What needs to be done: Find how many lines of the records hold the string "name" and reply with only that total.

[Dataset entries]
+++

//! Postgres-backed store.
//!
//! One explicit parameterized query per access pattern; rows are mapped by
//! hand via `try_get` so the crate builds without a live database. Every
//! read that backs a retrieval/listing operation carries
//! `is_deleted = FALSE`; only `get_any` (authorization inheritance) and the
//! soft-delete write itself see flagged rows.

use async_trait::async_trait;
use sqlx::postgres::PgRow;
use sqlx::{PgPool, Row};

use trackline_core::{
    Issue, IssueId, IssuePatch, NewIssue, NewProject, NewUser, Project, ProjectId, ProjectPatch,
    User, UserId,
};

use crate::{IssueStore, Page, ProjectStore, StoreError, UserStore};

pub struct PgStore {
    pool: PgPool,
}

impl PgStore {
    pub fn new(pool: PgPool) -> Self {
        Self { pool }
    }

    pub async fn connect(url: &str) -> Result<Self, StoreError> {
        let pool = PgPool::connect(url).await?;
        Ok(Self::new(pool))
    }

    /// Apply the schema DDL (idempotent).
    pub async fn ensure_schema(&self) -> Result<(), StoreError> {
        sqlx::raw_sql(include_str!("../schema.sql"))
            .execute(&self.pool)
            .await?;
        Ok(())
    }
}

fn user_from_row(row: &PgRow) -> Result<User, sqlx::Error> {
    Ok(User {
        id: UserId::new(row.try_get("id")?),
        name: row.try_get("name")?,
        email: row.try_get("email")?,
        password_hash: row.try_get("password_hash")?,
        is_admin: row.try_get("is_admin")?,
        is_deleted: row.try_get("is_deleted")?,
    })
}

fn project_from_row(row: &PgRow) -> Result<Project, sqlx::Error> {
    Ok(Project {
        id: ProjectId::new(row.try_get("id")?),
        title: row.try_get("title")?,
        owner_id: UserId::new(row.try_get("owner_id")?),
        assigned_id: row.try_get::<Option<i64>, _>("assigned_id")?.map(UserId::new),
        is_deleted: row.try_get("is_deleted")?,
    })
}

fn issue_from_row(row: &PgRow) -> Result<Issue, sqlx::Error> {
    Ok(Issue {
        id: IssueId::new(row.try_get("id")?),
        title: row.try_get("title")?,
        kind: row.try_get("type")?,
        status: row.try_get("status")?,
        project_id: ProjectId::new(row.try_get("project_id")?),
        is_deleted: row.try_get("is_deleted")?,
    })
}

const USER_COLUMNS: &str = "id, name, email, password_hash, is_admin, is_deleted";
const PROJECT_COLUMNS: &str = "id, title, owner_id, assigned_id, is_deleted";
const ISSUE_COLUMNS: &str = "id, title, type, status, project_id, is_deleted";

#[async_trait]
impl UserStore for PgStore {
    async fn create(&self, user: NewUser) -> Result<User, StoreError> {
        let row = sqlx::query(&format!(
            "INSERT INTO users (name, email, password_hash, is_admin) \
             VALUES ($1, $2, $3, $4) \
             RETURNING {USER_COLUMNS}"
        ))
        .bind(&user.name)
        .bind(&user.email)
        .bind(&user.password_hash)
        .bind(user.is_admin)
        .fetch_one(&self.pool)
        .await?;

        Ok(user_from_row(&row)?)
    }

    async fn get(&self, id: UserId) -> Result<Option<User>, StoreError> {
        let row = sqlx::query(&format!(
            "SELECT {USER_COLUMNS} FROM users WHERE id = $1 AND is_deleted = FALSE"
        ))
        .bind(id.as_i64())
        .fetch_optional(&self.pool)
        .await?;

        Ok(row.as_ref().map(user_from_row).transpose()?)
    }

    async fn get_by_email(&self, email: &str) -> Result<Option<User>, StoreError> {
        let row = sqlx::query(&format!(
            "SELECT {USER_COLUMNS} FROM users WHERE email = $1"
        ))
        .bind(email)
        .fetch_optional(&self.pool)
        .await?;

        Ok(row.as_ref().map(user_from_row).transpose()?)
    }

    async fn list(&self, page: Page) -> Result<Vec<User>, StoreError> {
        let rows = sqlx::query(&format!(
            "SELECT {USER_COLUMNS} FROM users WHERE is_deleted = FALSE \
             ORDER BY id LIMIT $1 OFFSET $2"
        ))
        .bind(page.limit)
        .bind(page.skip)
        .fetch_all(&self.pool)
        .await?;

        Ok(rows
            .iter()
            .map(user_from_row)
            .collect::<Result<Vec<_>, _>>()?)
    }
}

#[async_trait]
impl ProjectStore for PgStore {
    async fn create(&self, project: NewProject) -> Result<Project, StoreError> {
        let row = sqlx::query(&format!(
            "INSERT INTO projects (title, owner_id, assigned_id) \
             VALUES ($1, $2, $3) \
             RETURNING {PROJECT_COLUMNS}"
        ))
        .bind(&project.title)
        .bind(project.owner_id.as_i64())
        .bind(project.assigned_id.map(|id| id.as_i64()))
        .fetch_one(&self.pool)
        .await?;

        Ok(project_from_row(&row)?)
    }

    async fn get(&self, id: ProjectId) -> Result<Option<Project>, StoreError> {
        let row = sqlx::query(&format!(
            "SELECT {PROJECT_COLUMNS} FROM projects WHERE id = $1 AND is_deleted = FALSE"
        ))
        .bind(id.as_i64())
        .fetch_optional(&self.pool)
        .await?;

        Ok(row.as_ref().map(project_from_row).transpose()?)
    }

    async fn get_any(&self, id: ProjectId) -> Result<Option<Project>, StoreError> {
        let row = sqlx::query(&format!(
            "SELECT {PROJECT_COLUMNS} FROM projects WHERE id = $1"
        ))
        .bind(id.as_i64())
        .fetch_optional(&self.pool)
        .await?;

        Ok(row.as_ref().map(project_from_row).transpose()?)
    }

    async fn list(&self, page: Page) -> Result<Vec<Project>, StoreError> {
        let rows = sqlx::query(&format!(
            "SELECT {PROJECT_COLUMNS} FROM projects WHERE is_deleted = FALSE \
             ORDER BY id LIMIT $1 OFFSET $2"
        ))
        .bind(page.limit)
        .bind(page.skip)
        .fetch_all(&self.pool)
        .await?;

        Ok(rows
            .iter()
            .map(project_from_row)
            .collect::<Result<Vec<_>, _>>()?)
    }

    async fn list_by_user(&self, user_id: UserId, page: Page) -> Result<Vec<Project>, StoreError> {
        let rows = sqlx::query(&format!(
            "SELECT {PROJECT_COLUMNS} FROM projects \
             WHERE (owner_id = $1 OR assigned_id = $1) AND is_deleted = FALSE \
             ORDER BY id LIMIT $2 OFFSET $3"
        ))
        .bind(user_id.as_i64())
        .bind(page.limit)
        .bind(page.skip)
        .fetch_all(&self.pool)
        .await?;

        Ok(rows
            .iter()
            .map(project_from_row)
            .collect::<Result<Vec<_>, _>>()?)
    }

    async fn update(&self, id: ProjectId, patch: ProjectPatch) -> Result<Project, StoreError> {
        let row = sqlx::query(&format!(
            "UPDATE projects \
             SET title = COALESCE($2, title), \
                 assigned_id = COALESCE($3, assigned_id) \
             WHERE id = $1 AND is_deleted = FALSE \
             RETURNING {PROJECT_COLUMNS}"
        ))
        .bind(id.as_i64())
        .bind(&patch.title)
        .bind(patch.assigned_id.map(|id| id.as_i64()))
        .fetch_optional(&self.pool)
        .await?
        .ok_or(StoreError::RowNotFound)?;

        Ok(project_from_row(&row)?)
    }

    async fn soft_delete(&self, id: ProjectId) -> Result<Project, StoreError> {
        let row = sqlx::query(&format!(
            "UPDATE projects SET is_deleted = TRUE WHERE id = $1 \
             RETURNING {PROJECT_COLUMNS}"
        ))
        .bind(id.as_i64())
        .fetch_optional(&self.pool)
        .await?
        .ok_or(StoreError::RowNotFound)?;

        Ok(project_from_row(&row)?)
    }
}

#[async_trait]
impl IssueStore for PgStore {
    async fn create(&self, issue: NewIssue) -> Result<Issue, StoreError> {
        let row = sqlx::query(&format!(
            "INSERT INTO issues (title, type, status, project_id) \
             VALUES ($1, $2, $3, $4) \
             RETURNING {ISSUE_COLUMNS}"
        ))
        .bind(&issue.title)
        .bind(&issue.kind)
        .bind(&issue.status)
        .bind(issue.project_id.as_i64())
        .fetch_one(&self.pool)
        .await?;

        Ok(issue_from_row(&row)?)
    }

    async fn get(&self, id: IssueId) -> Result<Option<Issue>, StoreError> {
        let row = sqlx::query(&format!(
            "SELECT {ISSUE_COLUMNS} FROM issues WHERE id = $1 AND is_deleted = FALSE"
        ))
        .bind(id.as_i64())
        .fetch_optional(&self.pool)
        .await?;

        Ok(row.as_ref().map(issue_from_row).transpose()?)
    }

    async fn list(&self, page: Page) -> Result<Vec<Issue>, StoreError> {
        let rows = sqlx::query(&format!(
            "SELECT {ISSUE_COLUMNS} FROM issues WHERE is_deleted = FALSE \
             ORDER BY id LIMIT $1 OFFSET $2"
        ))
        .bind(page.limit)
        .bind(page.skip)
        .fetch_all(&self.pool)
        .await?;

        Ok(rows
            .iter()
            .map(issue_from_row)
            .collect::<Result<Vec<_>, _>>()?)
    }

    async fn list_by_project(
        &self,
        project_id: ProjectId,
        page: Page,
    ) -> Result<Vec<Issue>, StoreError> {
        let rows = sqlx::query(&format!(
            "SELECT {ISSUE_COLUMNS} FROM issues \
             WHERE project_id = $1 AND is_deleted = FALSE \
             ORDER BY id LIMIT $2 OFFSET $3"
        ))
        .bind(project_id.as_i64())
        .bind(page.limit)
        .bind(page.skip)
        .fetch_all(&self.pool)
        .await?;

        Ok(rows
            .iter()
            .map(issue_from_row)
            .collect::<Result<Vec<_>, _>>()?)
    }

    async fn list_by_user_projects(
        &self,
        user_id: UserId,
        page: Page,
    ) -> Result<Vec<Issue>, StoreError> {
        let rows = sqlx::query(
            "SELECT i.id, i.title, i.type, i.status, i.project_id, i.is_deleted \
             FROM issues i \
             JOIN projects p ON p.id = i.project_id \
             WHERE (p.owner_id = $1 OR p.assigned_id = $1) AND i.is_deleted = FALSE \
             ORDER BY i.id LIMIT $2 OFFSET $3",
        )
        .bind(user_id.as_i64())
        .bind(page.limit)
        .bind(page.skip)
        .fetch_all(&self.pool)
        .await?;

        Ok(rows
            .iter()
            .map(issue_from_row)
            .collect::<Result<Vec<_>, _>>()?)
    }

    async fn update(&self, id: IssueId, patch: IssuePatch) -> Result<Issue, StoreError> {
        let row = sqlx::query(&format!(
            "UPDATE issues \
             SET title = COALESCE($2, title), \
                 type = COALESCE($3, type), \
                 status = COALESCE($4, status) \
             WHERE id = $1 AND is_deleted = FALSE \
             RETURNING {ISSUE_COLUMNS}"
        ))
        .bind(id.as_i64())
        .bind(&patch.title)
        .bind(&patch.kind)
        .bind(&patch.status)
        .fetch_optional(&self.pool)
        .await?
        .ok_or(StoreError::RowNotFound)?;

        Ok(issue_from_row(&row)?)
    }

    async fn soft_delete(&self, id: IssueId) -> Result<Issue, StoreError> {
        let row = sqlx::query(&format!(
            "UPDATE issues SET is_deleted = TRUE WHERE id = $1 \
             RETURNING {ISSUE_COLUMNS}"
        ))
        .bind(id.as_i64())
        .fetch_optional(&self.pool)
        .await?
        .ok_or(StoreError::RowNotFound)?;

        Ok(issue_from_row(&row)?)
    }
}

+++

Exercise solution: 4